Integrative Bioinformatics of Bulk and Single-Cell Transcriptomes Identifies Predictive Molecular Features of Ulcerative Colitis-Associated Colorectal Cancer

Ulcerative colitis (UC) is a chronic inflammatory disease that increases the risk of colorectal cancer (CRC), yet the molecular features linking these conditions remain unclear. Here, we integrated bulk RNA sequencing with single-cell transcriptomic data to investigate shared transcriptional programs between UC and CRC. UC-associated differentially expressed genes (DEGs) were mapped onto UC and sporadic CRC single-cell datasets, allowing cell type-resolved analysis of conserved alterations.
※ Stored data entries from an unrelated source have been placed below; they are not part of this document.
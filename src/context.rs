//! Context loggers: a fixed set of fields prepended to every record.

use std::error::Error as StdError;
use std::panic::Location;
use std::sync::Arc;

use serde_json::Value;

use crate::event::TrackedEvent;
use crate::fields::{error_fields, Fields, Key};
use crate::level::Level;
use crate::service::{Logger, Service};

/// Builder returned by [`Service::with`] and [`ScopedLogger::with`].
#[derive(Debug, Clone)]
#[must_use = "call logger() to obtain the scoped logger"]
pub struct LogContext {
    service: Service,
    fields: Vec<(Key, Value)>,
}

impl LogContext {
    pub(crate) fn new(service: Service, fields: Vec<(Key, Value)>) -> Self {
        Self { service, fields }
    }

    /// Freeze the accumulated fields into a logger.
    pub fn logger(self) -> ScopedLogger {
        ScopedLogger {
            service: self.service,
            fields: self.fields.into(),
        }
    }
}

impl Fields for LogContext {
    fn put(mut self, key: impl Into<Key>, value: impl FnOnce() -> Value) -> Self {
        self.fields.push((key.into(), value()));
        self
    }

    /// Same chain fields as a record-level error, using the service's analyzer.
    fn an_err(mut self, key: impl Into<Key>, err: &(dyn StdError + 'static)) -> Self {
        let fields = error_fields(key.into(), err, self.service.analyzer());
        self.fields.extend(fields);
        self
    }
}

/// Child logger sharing its service's gate, counter and current snapshot.
///
/// Cheap to clone. Closing the service silences every scoped logger derived
/// from it.
#[derive(Debug, Clone)]
pub struct ScopedLogger {
    service: Service,
    fields: Arc<[(Key, Value)]>,
}

impl ScopedLogger {
    /// Extend this scope with more fields.
    pub fn with(&self) -> LogContext {
        LogContext::new(self.service.clone(), self.fields.to_vec())
    }

    pub fn service(&self) -> &Service {
        &self.service
    }
}

impl Logger for ScopedLogger {
    fn begin(&self, level: Level, caller: &'static Location<'static>) -> TrackedEvent {
        self.service
            .begin(level, caller)
            .extend(self.fields.iter().cloned())
    }
}
//! Concurrency-safe structured logging front end.
//!
//! A [`Service`] is shared by every caller. It publishes an immutable
//! [`ActiveLogger`] snapshot, gates new records behind its lifecycle state,
//! counts in-flight records so [`Service::close`] can wait for them, enriches
//! attached errors with their causal chain and can dump arbitrary values.
//!
//! ```no_run
//! use logsvc::prelude::*;
//!
//! let service = Service::new();
//! service.initialize(&LoggingConfig::default())?;
//!
//! service.info_with().str("user", "ada").int("attempt", 2).msg("login");
//! service.close()?;
//! # Ok::<(), logsvc::Error>(())
//! ```

pub mod chain;
pub mod config;
pub mod context;
pub mod dump;
pub mod error;
pub mod event;
pub mod fields;
pub mod level;
pub mod lifecycle;
pub mod logger;
pub mod record;
pub mod service;
pub mod sink;

pub use chain::{analyze, ChainAnalyzer, ErrorChain, OpError, OperationError};
pub use config::{ConfigValidator, LoggingConfig, ValidationError};
pub use context::{LogContext, ScopedLogger};
pub use dump::{Dump, Dumper};
pub use error::{Error, Result};
pub use event::TrackedEvent;
pub use fields::{Dict, Fields};
pub use level::Level;
pub use logger::{ActiveLogger, Hook};
pub use record::Record;
pub use service::{Closer, Logger, Service, ServiceBuilder, State};
pub use sink::{MemorySink, Sink};

/// Everything needed to log through a [`Service`].
pub mod prelude {
    pub use crate::{
        Closer, Dict, Dump, Dumper, Fields, Level, Logger, LoggingConfig, OpError, Service,
    };
}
We found that a subset of UC DEGs displayed consistent dysregulation in sporadic CRC, with strong cell specificity. Myeloid cells-particularly macrophages, neutrophils, and dendritic cells-showed coordinated upregulation of inflammatory genes in both diseases, whereas epithelial cells exhibited convergent downregulation of protective gene modules. These patterns suggest that persistent immune activation and epithelial dysfunction represent shared pathological axes that may contribute to inflammation-driven tumorigenesis. Using bulk data from UC-associated CRC, machine-learning analysis identified four genes with predictive value for UC-to-CRC progression. Overall, this study provides a refined cellular framework for understanding UC-CRC molecular convergence and highlights candidate biomarkers for early detection.